Exercise brief: Please work out how many of the lines below include "characters". Only the number should be given.

------------

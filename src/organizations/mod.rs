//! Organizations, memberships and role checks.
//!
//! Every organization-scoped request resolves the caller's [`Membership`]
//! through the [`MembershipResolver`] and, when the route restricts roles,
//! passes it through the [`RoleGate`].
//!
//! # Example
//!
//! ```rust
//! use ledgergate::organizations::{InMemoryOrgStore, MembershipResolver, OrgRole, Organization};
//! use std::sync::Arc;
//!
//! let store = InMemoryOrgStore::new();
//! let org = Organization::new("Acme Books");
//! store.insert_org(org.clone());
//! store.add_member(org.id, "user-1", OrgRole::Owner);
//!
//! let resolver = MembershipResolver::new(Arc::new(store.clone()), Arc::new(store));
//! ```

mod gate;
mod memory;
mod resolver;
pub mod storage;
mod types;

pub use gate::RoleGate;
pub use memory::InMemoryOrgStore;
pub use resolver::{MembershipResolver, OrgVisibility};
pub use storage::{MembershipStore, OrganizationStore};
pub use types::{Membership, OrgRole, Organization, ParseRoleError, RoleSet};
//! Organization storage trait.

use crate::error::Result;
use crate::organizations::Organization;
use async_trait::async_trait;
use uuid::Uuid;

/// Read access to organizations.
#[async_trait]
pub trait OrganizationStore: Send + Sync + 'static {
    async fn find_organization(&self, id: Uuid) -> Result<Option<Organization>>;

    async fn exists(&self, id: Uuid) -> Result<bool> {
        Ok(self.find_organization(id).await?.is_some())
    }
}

------------

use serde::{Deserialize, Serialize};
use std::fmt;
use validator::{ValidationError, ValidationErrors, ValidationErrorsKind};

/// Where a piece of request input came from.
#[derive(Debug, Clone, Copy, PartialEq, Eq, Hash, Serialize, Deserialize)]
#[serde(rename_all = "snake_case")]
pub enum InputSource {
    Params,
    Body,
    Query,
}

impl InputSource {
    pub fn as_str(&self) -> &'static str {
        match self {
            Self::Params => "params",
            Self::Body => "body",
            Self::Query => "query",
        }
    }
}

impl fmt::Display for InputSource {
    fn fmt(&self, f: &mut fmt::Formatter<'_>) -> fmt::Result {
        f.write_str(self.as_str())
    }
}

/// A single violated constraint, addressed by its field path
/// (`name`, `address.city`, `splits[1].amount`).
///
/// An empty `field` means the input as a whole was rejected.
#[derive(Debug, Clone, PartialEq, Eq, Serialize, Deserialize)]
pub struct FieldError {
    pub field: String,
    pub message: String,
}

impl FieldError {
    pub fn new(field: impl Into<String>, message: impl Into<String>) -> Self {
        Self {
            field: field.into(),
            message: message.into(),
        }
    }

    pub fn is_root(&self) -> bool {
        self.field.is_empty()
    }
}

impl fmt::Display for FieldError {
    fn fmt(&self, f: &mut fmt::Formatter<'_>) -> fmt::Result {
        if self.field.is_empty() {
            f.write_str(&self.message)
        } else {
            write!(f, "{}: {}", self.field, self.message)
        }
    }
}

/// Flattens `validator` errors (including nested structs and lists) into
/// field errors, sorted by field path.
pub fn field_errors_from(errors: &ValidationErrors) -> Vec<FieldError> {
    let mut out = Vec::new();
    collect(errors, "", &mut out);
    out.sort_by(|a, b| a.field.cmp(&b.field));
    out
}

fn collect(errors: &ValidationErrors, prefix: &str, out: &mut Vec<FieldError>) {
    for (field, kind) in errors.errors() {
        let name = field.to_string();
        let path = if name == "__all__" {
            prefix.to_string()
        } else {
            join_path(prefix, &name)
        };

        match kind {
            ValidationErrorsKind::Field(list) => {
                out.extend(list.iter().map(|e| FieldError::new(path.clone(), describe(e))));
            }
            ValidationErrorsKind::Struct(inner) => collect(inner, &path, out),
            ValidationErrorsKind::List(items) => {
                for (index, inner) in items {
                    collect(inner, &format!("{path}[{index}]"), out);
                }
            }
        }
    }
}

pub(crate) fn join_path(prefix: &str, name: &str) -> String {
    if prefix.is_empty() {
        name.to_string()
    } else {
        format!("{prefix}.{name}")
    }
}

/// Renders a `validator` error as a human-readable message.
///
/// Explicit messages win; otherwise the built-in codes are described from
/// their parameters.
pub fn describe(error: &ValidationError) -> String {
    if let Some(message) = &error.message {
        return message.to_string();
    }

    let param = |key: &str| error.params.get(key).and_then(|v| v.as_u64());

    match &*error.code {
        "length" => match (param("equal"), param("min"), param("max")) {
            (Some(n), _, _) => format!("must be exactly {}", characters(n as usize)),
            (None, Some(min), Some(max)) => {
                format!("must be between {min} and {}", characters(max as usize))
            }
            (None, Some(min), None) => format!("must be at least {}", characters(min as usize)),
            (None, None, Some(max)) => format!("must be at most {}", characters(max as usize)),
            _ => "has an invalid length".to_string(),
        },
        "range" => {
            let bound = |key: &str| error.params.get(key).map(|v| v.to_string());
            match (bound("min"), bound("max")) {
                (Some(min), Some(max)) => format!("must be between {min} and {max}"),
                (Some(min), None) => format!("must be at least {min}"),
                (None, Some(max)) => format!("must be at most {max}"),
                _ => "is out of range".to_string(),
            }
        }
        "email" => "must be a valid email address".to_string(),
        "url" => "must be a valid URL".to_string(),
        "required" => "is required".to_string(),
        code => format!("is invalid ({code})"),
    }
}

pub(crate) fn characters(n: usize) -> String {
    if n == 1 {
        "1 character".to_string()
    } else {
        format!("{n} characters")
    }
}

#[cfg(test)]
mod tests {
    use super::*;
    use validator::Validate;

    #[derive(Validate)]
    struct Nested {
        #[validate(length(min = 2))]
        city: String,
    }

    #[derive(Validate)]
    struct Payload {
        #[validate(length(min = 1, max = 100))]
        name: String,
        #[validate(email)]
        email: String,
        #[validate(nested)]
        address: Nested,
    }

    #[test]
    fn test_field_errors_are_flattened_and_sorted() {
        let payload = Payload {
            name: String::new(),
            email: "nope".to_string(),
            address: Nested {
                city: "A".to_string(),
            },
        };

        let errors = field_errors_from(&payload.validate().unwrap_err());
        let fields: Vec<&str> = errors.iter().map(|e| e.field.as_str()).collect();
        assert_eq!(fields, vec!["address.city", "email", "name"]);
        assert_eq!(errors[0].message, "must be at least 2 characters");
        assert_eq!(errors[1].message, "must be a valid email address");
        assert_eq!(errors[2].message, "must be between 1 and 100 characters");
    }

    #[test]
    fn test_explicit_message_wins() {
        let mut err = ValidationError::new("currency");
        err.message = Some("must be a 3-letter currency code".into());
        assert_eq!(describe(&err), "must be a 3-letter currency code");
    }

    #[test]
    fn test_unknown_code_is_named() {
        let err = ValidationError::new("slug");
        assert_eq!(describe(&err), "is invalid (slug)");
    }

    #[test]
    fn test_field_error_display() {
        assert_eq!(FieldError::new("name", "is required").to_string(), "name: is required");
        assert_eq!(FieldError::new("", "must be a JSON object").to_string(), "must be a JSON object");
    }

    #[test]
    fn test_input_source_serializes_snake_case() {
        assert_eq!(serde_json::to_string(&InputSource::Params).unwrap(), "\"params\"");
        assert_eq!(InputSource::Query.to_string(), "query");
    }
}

------------

Result: 8